Nevertheless, there’s plenty indication that demand for renewable natural gas will continue to grow. Based on a “life-cycle” analysis – that is, taking into account the carbon intensity of production, distribution, etc. – renewable natural gas has a carbon footprint that’s up to 90 percent lower than that of gasoline, according to analyses by the Argonne National Laboratory. By comparison, conventional natural gas vehicle fuel has a carbon footprint that’s only 6 percent to 11 percent lower than gasoline.

In July 2015, the Santa Monica bus system – the Big Blue Bus – announced it was switching to 100 percent renewable natural gas, and the Los Angeles County Metropolitan Transportation Authority is considering a similar switch. Oregon and Washington State have also recently passed “clean fuels” programs, which could also spur future demand and put more carbon credits on the market.

UPS’ Whitlatch says renewable natural gas meets a long-awaited industry need for a less carbon-intensive fuel. “Electricity has many more options, such as wind, solar, geothermal and hydro,” he says. “Heavy duty transportation only has a few viable with lower carbon intensity and the supply at scale.”

Clay says his company has already seen significant growth. According to the company’s annual report, Clean Energy Fuels sold 20.3 million gallons of renewable natural gas in 2014, a 39 percent increase over 2013, when the product first launched. Clay says he expects to get to 40 million gallons in annual sales soon.

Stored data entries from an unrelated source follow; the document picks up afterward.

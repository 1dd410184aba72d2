//! Watch list storage and persistence.
//!
//! The watch list is a single table of `{ id, path }` records. Paths are
//! unique; uniqueness is enforced by checking before every insert under the
//! same lock, not by the storage format. The durable store locks a file next
//! to the document, so the check holds across handles and processes.
//!
//! Storage failures never reach callers. Reads degrade to an empty list and
//! writes are dropped, both with a warning.

use std::fs::{self, File, OpenOptions};
use std::io::{ErrorKind, Write};
use std::path::{Path, PathBuf};

use fs4::fs_std::FileExt;
use parking_lot::Mutex;
use serde::{Deserialize, Serialize};
use tempfile::NamedTempFile;
use tracing::{debug, info, warn};

use crate::config::DEFAULT_STORE_DIR;
use crate::error::{Result, ScanError, StorageError};

/// File name of the persisted watch list inside the store directory.
pub const WATCH_LIST_FILE: &str = "watched_dirs.json";

/// Advisory lock file guarding [`WATCH_LIST_FILE`].
pub const WATCH_LIST_LOCK_FILE: &str = "watched_dirs.lock";

/// A directory persisted so that future scans include it.
#[derive(Debug, Clone, PartialEq, Eq, Serialize, Deserialize)]
pub struct WatchedDirectory {
    /// Auto-incremented identifier, never reused.
    pub id: u64,

    /// Absolute path to the directory.
    pub path: String,
}

/// Storage backend for watched directories.
///
/// Every method is atomic with respect to the others on the same store.
pub trait WatchListStore: Send + Sync {
    /// Persist `path` unless it is empty or already present.
    fn insert(&self, path: &str);

    /// Delete every record whose path equals `path`.
    fn remove(&self, path: &str);

    /// Check whether `path` is already watched.
    fn contains(&self, path: &str) -> bool;

    /// Every stored record, oldest first. Empty if the store is unreachable.
    fn entries(&self) -> Vec<WatchedDirectory>;

    /// Every stored path. Callers must not rely on the order.
    fn all_paths(&self) -> Vec<String> {
        self.entries().into_iter().map(|entry| entry.path).collect()
    }

    /// Number of watched directories.
    fn len(&self) -> usize {
        self.entries().len()
    }

    /// Whether nothing is watched.
    fn is_empty(&self) -> bool {
        self.len() == 0
    }
}

/// On-disk format of the watch list.
#[derive(Debug, Clone, Serialize, Deserialize)]
struct WatchListData {
    /// Version of the storage format.
    version: u32,

    /// Next identifier to hand out.
    next_id: u64,

    /// Stored records.
    entries: Vec<WatchedDirectory>,
}

impl WatchListData {
    const CURRENT_VERSION: u32 = 1;

    fn contains(&self, path: &str) -> bool {
        self.entries.iter().any(|entry| entry.path == path)
    }

    /// Returns `true` if a record was added.
    fn insert(&mut self, path: &str) -> bool {
        if path.is_empty() || self.contains(path) {
            return false;
        }

        self.entries.push(WatchedDirectory {
            id: self.next_id,
            path: path.to_string(),
        });
        self.next_id += 1;
        true
    }

    /// Returns `true` if at least one record was removed.
    fn remove(&mut self, path: &str) -> bool {
        let before = self.entries.len();
        self.entries.retain(|entry| entry.path != path);
        self.entries.len() != before
    }
}

impl Default for WatchListData {
    fn default() -> Self {
        Self {
            version: Self::CURRENT_VERSION,
            next_id: 1,
            entries: Vec::new(),
        }
    }
}

/// Durable watch list kept as a JSON document.
///
/// The document is read at the start of every operation and replaced
/// atomically (unique temp file, then rename) after every mutation. Each
/// operation holds an advisory lock on [`WATCH_LIST_LOCK_FILE`]: exclusive
/// across load, mutate and save, shared for reads. Any number of handles,
/// in this process or others, can share one directory.
pub struct JsonWatchListStore {
    /// Directory holding the document, its lock file and temp files.
    dir: PathBuf,

    /// Path of the watch list document.
    file_path: PathBuf,

    /// Path of the advisory lock file.
    lock_path: PathBuf,
}

#[derive(Debug, Clone, Copy)]
enum LockMode {
    Shared,
    Exclusive,
}

impl JsonWatchListStore {
    /// Open (or create) a store in `dir`.
    pub fn open(dir: impl AsRef<Path>) -> Result<Self> {
        let dir = dir.as_ref();

        fs::create_dir_all(dir)
            .map_err(|e| StorageError::CreateDirectory(format!("{}: {e}", dir.display())))?;

        let store = Self {
            dir: dir.to_path_buf(),
            file_path: dir.join(WATCH_LIST_FILE),
            lock_path: dir.join(WATCH_LIST_LOCK_FILE),
        };

        info!("Opened watch list at {}", store.file_path.display());
        Ok(store)
    }

    /// Open a store in the default location (~/.extscan).
    pub fn default_location() -> Result<Self> {
        let home = dirs::home_dir().ok_or(ScanError::NoHomeDirectory)?;
        Self::open(home.join(DEFAULT_STORE_DIR))
    }

    /// Path of the watch list document.
    pub fn file_path(&self) -> &Path {
        &self.file_path
    }

    /// Acquire the lock file. The lock is released when the returned file is dropped.
    fn lock(&self, mode: LockMode) -> std::result::Result<File, StorageError> {
        let file = OpenOptions::new()
            .read(true)
            .write(true)
            .create(true)
            .truncate(false)
            .open(&self.lock_path)
            .map_err(|e| StorageError::Lock(format!("{}: {e}", self.lock_path.display())))?;

        let locked = match mode {
            LockMode::Shared => FileExt::lock_shared(&file),
            LockMode::Exclusive => FileExt::lock_exclusive(&file),
        };
        locked.map_err(|e| StorageError::Lock(format!("{}: {e}", self.lock_path.display())))?;

        Ok(file)
    }

    fn load(&self) -> std::result::Result<WatchListData, StorageError> {
        let content = match fs::read_to_string(&self.file_path) {
            Ok(content) => content,
            Err(e) if e.kind() == ErrorKind::NotFound => return Ok(WatchListData::default()),
            Err(e) => {
                return Err(StorageError::ReadFile(format!(
                    "{}: {e}",
                    self.file_path.display()
                )));
            }
        };

        let data: WatchListData = serde_json::from_str(&content).map_err(|e| {
            StorageError::InvalidFormat(format!("{}: {e}", self.file_path.display()))
        })?;

        if data.version != WatchListData::CURRENT_VERSION {
            warn!(
                "Watch list version mismatch: found {}, expected {}",
                data.version,
                WatchListData::CURRENT_VERSION
            );
        }

        Ok(data)
    }

    fn save(&self, data: &WatchListData) -> std::result::Result<(), StorageError> {
        let content = serde_json::to_string_pretty(data)
            .map_err(|e| StorageError::InvalidFormat(format!("failed to serialize: {e}")))?;

        let mut temp = NamedTempFile::new_in(&self.dir)
            .map_err(|e| StorageError::WriteFile(format!("{}: {e}", self.dir.display())))?;
        temp.write_all(content.as_bytes())
            .map_err(|e| StorageError::WriteFile(format!("{}: {e}", temp.path().display())))?;

        temp.persist(&self.file_path)
            .map_err(|e| StorageError::WriteFile(format!("{}: {e}", self.file_path.display())))?;

        Ok(())
    }

    /// Read the document under a shared lock.
    fn read(&self) -> std::result::Result<WatchListData, StorageError> {
        let _lock = self.lock(LockMode::Shared)?;
        self.load()
    }

    /// Load, apply `mutate`, and save if it reported a change, all under
    /// the exclusive lock.
    fn update(&self, op: &str, path: &str, mutate: impl FnOnce(&mut WatchListData) -> bool) {
        let _lock = match self.lock(LockMode::Exclusive) {
            Ok(lock) => lock,
            Err(e) => {
                warn!("Skipping watch list {op} of {path}: {e}");
                return;
            }
        };

        let mut data = match self.load() {
            Ok(data) => data,
            Err(e) => {
                warn!("Skipping watch list {op} of {path}: {e}");
                return;
            }
        };

        if !mutate(&mut data) {
            return;
        }

        match self.save(&data) {
            Ok(()) => debug!("Watch list {op}: {path}"),
            Err(e) => warn!("Failed to persist watch list {op} of {path}: {e}"),
        }
    }
}

impl WatchListStore for JsonWatchListStore {
    fn insert(&self, path: &str) {
        if path.is_empty() {
            return;
        }
        self.update("insert", path, |data| data.insert(path));
    }

    fn remove(&self, path: &str) {
        if path.is_empty() {
            return;
        }
        self.update("remove", path, |data| data.remove(path));
    }

    fn contains(&self, path: &str) -> bool {
        if path.is_empty() {
            return false;
        }
        match self.read() {
            Ok(data) => data.contains(path),
            Err(e) => {
                warn!("Failed to read watch list: {e}");
                false
            }
        }
    }

    fn entries(&self) -> Vec<WatchedDirectory> {
        match self.read() {
            Ok(data) => data.entries,
            Err(e) => {
                warn!("Failed to read watch list: {e}");
                Vec::new()
            }
        }
    }
}

/// Non-durable watch list with the same semantics as [`JsonWatchListStore`].
#[derive(Default)]
pub struct MemoryWatchListStore {
    data: Mutex<WatchListData>,
}

impl MemoryWatchListStore {
    /// Create an empty in-memory store.
    pub fn new() -> Self {
        Self::default()
    }
}

impl WatchListStore for MemoryWatchListStore {
    fn insert(&self, path: &str) {
        if self.data.lock().insert(path) {
            debug!("Watch list insert: {path}");
        }
    }

    fn remove(&self, path: &str) {
        if self.data.lock().remove(path) {
            debug!("Watch list remove: {path}");
        }
    }

    fn contains(&self, path: &str) -> bool {
        !path.is_empty() && self.data.lock().contains(path)
    }

    fn entries(&self) -> Vec<WatchedDirectory> {
        self.data.lock().entries.clone()
    }
}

To meet demand, the company owns and operates biogas production facilities at landfills in Canton, Michigan and in Millington, Tennessee. It also buys bio-methane through third-party contracts at other landfills and facilities across the country. But Clay also says there’s enormous untapped potential.

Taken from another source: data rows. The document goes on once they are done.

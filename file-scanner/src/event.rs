//! Commands accepted from the host and events delivered back to it.

use chrono::{DateTime, Utc};
use serde::{Deserialize, Serialize};

use crate::filter::ExtensionFilter;

/// Deduplicated absolute paths produced by one scan, in discovery order.
pub type ScanResult = Vec<String>;

/// A single request to update the watch list and optionally scan.
#[derive(Debug, Clone, Default, PartialEq, Eq, Serialize, Deserialize)]
#[serde(default)]
pub struct ScanCommand {
    /// Directories to start watching.
    pub add_paths: Vec<String>,

    /// Directories to stop watching.
    pub remove_paths: Vec<String>,

    /// Suffixes to match; absent means every file and directory.
    pub extension_filter: ExtensionFilter,

    /// Whether to scan after the watch list has been updated.
    pub should_scan: bool,
}

impl ScanCommand {
    /// Scan the current watch list without changing it.
    pub fn scan(filter: impl Into<ExtensionFilter>) -> Self {
        Self {
            extension_filter: filter.into(),
            should_scan: true,
            ..Self::default()
        }
    }

    /// Start watching `paths` without scanning.
    pub fn add<I, S>(paths: I) -> Self
    where
        I: IntoIterator<Item = S>,
        S: Into<String>,
    {
        Self::default().with_add(paths)
    }

    /// Stop watching `paths` without scanning.
    pub fn remove<I, S>(paths: I) -> Self
    where
        I: IntoIterator<Item = S>,
        S: Into<String>,
    {
        Self::default().with_remove(paths)
    }

    /// Also start watching `paths`.
    pub fn with_add<I, S>(mut self, paths: I) -> Self
    where
        I: IntoIterator<Item = S>,
        S: Into<String>,
    {
        self.add_paths.extend(paths.into_iter().map(Into::into));
        self
    }

    /// Also stop watching `paths`.
    pub fn with_remove<I, S>(mut self, paths: I) -> Self
    where
        I: IntoIterator<Item = S>,
        S: Into<String>,
    {
        self.remove_paths.extend(paths.into_iter().map(Into::into));
        self
    }

    /// Set the extension filter.
    pub fn with_filter(mut self, filter: impl Into<ExtensionFilter>) -> Self {
        self.extension_filter = filter.into();
        self
    }

    /// Request a scan once the watch list is updated.
    pub fn and_scan(mut self) -> Self {
        self.should_scan = true;
        self
    }
}

/// Event emitted to the external listener.
#[derive(Debug, Clone, PartialEq, Serialize, Deserialize)]
#[serde(tag = "type", rename_all = "snake_case")]
pub enum ScanEvent {
    /// A scan finished.
    ScanCompleted {
        /// Every matched path, deduplicated.
        matched_paths: ScanResult,

        /// When the scan finished.
        timestamp: DateTime<Utc>,
    },
}

impl ScanEvent {
    /// Create a completion event stamped now.
    pub fn completed(matched_paths: ScanResult) -> Self {
        Self::ScanCompleted {
            matched_paths,
            timestamp: Utc::now(),
        }
    }

    /// Paths carried by the event.
    pub fn matched_paths(&self) -> &[String] {
        match self {
            Self::ScanCompleted { matched_paths, .. } => matched_paths,
        }
    }
}

/// In-process observer notified after each result event is emitted.
pub trait ResultListener: Send + Sync {
    /// Called on the scanning task with the delivered paths.
    fn on_results(&self, matched_paths: &[String]);
}

impl<F> ResultListener for F
where
    F: Fn(&[String]) + Send + Sync,
{
    fn on_results(&self, matched_paths: &[String]) {
        self(matched_paths)
    }
}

“We could do 10 times what we’re doing today without any significant technology breakthrough or change in how we operate our waste management practices,” says Clay. “There’s certainly adequate waste streams out there to get to billions and billions of gallons of bio-methane.”

For one thing, the vast majority of landfills in the United States aren’t currently capturing landfill gas emissions for either power or for fuel. Of the 2,400 or so operating or recently closed landfills in the United States, the Environmental Protection Agency (EPA) estimates that about 645 of them have landfill gas projects.

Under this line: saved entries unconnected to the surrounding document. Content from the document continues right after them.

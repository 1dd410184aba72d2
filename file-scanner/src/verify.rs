//! Integrity verification of the watch list against the live filesystem.

use std::path::{Path, PathBuf};

use tracing::{debug, info};

use crate::store::WatchListStore;

/// Check that `path` exists and is a directory, following symlinks.
pub fn is_existing_dir(path: impl AsRef<Path>) -> bool {
    let path = path.as_ref();
    !path.as_os_str().is_empty() && path.is_dir()
}

/// Resolve `path` against the current directory without touching symlinks.
///
/// Falls back to `path` unchanged if the current directory is unavailable.
pub(crate) fn absolute_path(path: &Path) -> PathBuf {
    if path.is_absolute() {
        return path.to_path_buf();
    }
    std::path::absolute(path).unwrap_or_else(|_| path.to_path_buf())
}

/// Outcome of a verification pass.
#[derive(Debug, Clone, Default, PartialEq, Eq)]
pub struct VerifyReport {
    /// Number of stored paths examined.
    pub checked: usize,

    /// Paths pruned because they no longer resolve to a directory.
    pub removed: Vec<String>,
}

/// Prunes watched paths that vanished or stopped being directories.
#[derive(Debug, Clone, Copy, Default)]
pub struct IntegrityVerifier;

impl IntegrityVerifier {
    /// Remove every stored path that is not an existing directory.
    pub fn verify(store: &dyn WatchListStore) -> VerifyReport {
        let paths = store.all_paths();
        let mut report = VerifyReport {
            checked: paths.len(),
            removed: Vec::new(),
        };

        for path in paths {
            if !is_existing_dir(&path) {
                debug!("Pruning stale watched path: {path}");
                store.remove(&path);
                report.removed.push(path);
            }
        }

        if !report.removed.is_empty() {
            info!(
                "Integrity check removed {} of {} watched directories",
                report.removed.len(),
                report.checked
            );
        }

        report
    }
}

At least 440 more sites across the country could support a project, says the EPA, but many are instead “flaring” the methane they generate – simply burning it – to comply with federal regulations that now prohibit “fugitive” landfill gas emissions. Capturing the gas from these 440 landfills, the EPA says, could generate 7 million megawatt hours – enough to heat 1.1 million homes – and save emissions from 86 million barrels of oil.

Moreover, it’s not just landfills that are generating potentially useable bio-methane, but sewage treatment plants and even dairy farms. According to Energy Vision, only about 1,300 of the nation’s more than 17,000 wastewater treatment plants have “digesters” that can efficiently turn organic waste into biogas. Some of the newest and biggest digesters, such as one in Sacramento, are being built with fuel production in mind – a trend that will likely continue.

Johannes Escudero, Executive Director of the industry-led Coalition for Renewable Natural Gas, says there’s potential to produce more than 7 billion diesel gallon equivalents of renewable natural gas vehicle fuel per year, if all viable sites could be developed. “That would eliminate the equivalent of more than 10 million cars off the road,” he says.

But for this to happen, policymakers need to stop overlooking bio-methane in favor of what seem to be more glamorous alternatives. “We put a lot of our investment dollars and policy focus on wind and solar,” says Escudero. “But if we were to cap every landfill today, we’re talking about methane emissions for another 30 to 100 years. We need to incentivize development projects that capture those gases and put them to good use, whether it’s electricity, heating, or transportation fuel.”